•
•
•
Saat ini Derfin menatap kembarannya yang terkulai lemas diatas tempat tidur rumah sakit dengan tubuh yang dililiti selang-selang. Sudah semalaman Gino tak membuka kelopak matanya. Tadi Derfin sudah menelepon Arista dan Randy, dan katanya mereka akan langsung mengambil penerbangan secepatnya, kemungkinan sampai pada tengah hari.
Matahari menelisik dari balik tirai, sedikit memberikan kehangatan pada ruangan yang diisi oleh suara napas Gino dari balik masker oksigennya. Derfin menarik salah satu kursi kearah sebelah tempat tidur Gino. Memberi sedikit suara decitan yang memenuhi setiap sudut ruangan.
Setelah mendudukkan tubuhnya, mata Defin segera melekatkan pandangan pada wajah tenang Gino. Mengamati setiap jengkal gestur wajah Gino. Hening, suara detak jarum jam sedikit memberi hiburan.
Derfin akhirnya memejamkan matanya untuk kemudian dibukanya lagi. Helaan napasnya mengambang ke udara.
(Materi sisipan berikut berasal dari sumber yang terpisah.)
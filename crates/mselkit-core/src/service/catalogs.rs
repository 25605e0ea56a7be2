// ── Catalog / inject / inject-type services ──

use std::sync::Arc;

use uuid::Uuid;

use mselkit_api::ApiClient;

use super::load_into;
use crate::error::CoreError;
use crate::model::{
    Catalog, CatalogInject, CreateCatalogInjectRequest, CreateCatalogRequest, CreateInjectRequest,
    CreateInjectTypeRequest, Inject, InjectType, RecordId, UpdateCatalogRequest,
    UpdateInjectRequest, UpdateInjectTypeRequest,
};
use crate::query::EntityQuery;
use crate::store::DataStore;
use crate::view::{ListParams, ListView};

pub struct CatalogService {
    api: Arc<ApiClient>,
    store: Arc<DataStore>,
}

impl CatalogService {
    pub(crate) fn new(api: Arc<ApiClient>, store: Arc<DataStore>) -> Self {
        Self { api, store }
    }

    pub async fn load(&self) -> Result<(), CoreError> {
        load_into(self.store.catalogs(), self.api.list_catalogs()).await
    }

    pub async fn create(&self, request: &CreateCatalogRequest) -> Result<Arc<Catalog>, CoreError> {
        let created = self.api.create_catalog(request).await?;
        Ok(self.store.catalogs().add(created))
    }

    pub async fn update(
        &self,
        id: &Uuid,
        request: &UpdateCatalogRequest,
    ) -> Result<Arc<Catalog>, CoreError> {
        let updated = self.api.update_catalog(id, request).await?;
        Ok(self.store.catalogs().insert(updated))
    }

    pub async fn delete(&self, id: &Uuid) -> Result<(), CoreError> {
        self.api.delete_catalog(id).await?;
        self.store.catalogs().remove(&RecordId::Uuid(*id));
        Ok(())
    }

    pub fn query(&self) -> EntityQuery<Catalog> {
        EntityQuery::new(self.store.catalogs())
    }

    pub fn view(&self, params: ListParams) -> ListView<Catalog> {
        ListView::new(self.store.catalogs().subscribe(), params)
    }
}

pub struct InjectService {
    api: Arc<ApiClient>,
    store: Arc<DataStore>,
}

impl InjectService {
    pub(crate) fn new(api: Arc<ApiClient>, store: Arc<DataStore>) -> Self {
        Self { api, store }
    }

    /// Load the injects of one catalog, replacing the collection.
    pub async fn load_by_catalog(&self, catalog_id: &Uuid) -> Result<(), CoreError> {
        load_into(self.store.injects(), self.api.list_injects(catalog_id)).await
    }

    pub async fn create(&self, request: &CreateInjectRequest) -> Result<Arc<Inject>, CoreError> {
        let created = self.api.create_inject(request).await?;
        Ok(self.store.injects().add(created))
    }

    pub async fn update(
        &self,
        id: &Uuid,
        request: &UpdateInjectRequest,
    ) -> Result<Arc<Inject>, CoreError> {
        let updated = self.api.update_inject(id, request).await?;
        Ok(self.store.injects().insert(updated))
    }

    pub async fn delete(&self, id: &Uuid) -> Result<(), CoreError> {
        self.api.delete_inject(id).await?;
        self.store.injects().remove(&RecordId::Uuid(*id));
        Ok(())
    }

    pub fn query(&self) -> EntityQuery<Inject> {
        EntityQuery::new(self.store.injects())
    }

    pub fn view(&self, params: ListParams) -> ListView<Inject> {
        ListView::new(self.store.injects().subscribe(), params)
    }
}

pub struct InjectTypeService {
    api: Arc<ApiClient>,
    store: Arc<DataStore>,
}

impl InjectTypeService {
    pub(crate) fn new(api: Arc<ApiClient>, store: Arc<DataStore>) -> Self {
        Self { api, store }
    }

    pub async fn load(&self) -> Result<(), CoreError> {
        load_into(self.store.inject_types(), self.api.list_inject_types()).await
    }

    pub async fn create(
        &self,
        request: &CreateInjectTypeRequest,
    ) -> Result<Arc<InjectType>, CoreError> {
        let created = self.api.create_inject_type(request).await?;
        Ok(self.store.inject_types().add(created))
    }

    pub async fn update(
        &self,
        id: &Uuid,
        request: &UpdateInjectTypeRequest,
    ) -> Result<Arc<InjectType>, CoreError> {
        let updated = self.api.update_inject_type(id, request).await?;
        Ok(self.store.inject_types().insert(updated))
    }

    pub async fn delete(&self, id: &Uuid) -> Result<(), CoreError> {
        self.api.delete_inject_type(id).await?;
        self.store.inject_types().remove(&RecordId::Uuid(*id));
        Ok(())
    }

    pub fn query(&self) -> EntityQuery<InjectType> {
        EntityQuery::new(self.store.inject_types())
    }
}

/// Attach/detach injects to a catalog.
pub struct CatalogInjectService {
    api: Arc<ApiClient>,
    store: Arc<DataStore>,
}

impl CatalogInjectService {
    pub(crate) fn new(api: Arc<ApiClient>, store: Arc<DataStore>) -> Self {
        Self { api, store }
    }

    pub async fn add(
        &self,
        request: &CreateCatalogInjectRequest,
    ) -> Result<Arc<CatalogInject>, CoreError> {
        let created = self.api.create_catalog_inject(request).await?;
        Ok(self.store.catalog_injects().add(created))
    }

    pub async fn remove(&self, id: &Uuid) -> Result<(), CoreError> {
        self.api.delete_catalog_inject(id).await?;
        self.store.catalog_injects().remove(&RecordId::Uuid(*id));
        Ok(())
    }
}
"Lo tahu kan, No? Kalau gue benci sesuatu yang gak pada tempatnya."
Derfin tersenyum kecut.
"Jadi, seharusnya lo tahu kalau lo harus tetap pada tempatnya, lo harus tetap ada di peredaran mata gue. Karena gue benci mengakui kalau gue bakal kehilangan orang yang gue sayang."
~• •~
Gino mengerjapkan matanya beberapa kali karena terpapar oleh sesuatu yang sangat menyilaukan. Hangat. Ah, rupanya matahari yang tengah berada di peraduannya. Kemudian Gino merasakan sesuatu menjilati mata kakinya, dingin. Gino menunduk, rupanya riak ombak.
Gino menelengkan kepalanya ke segala arah. Ini... Pantai?
Tapi, selama Gino menyapukan pandangannya ke sekitar, tak ada seorang pun yang ia temui. Gino melangkah perlahan di bibir pantai, meninggalkan cekungan di pasir pantai sebelum dihapus kembali oleh air laut.
Gino menghela napasnya, sambil berjalan-jalan menikmati sepoi-sepoi angin pantai yang mengacak-acak jambulnya. Hingga selang beberapa menit, angin laut menyapa telinganya dengan sebuah suara. Gino menghentikkan langkahnya. Seperti sebuah... tawa seseorang.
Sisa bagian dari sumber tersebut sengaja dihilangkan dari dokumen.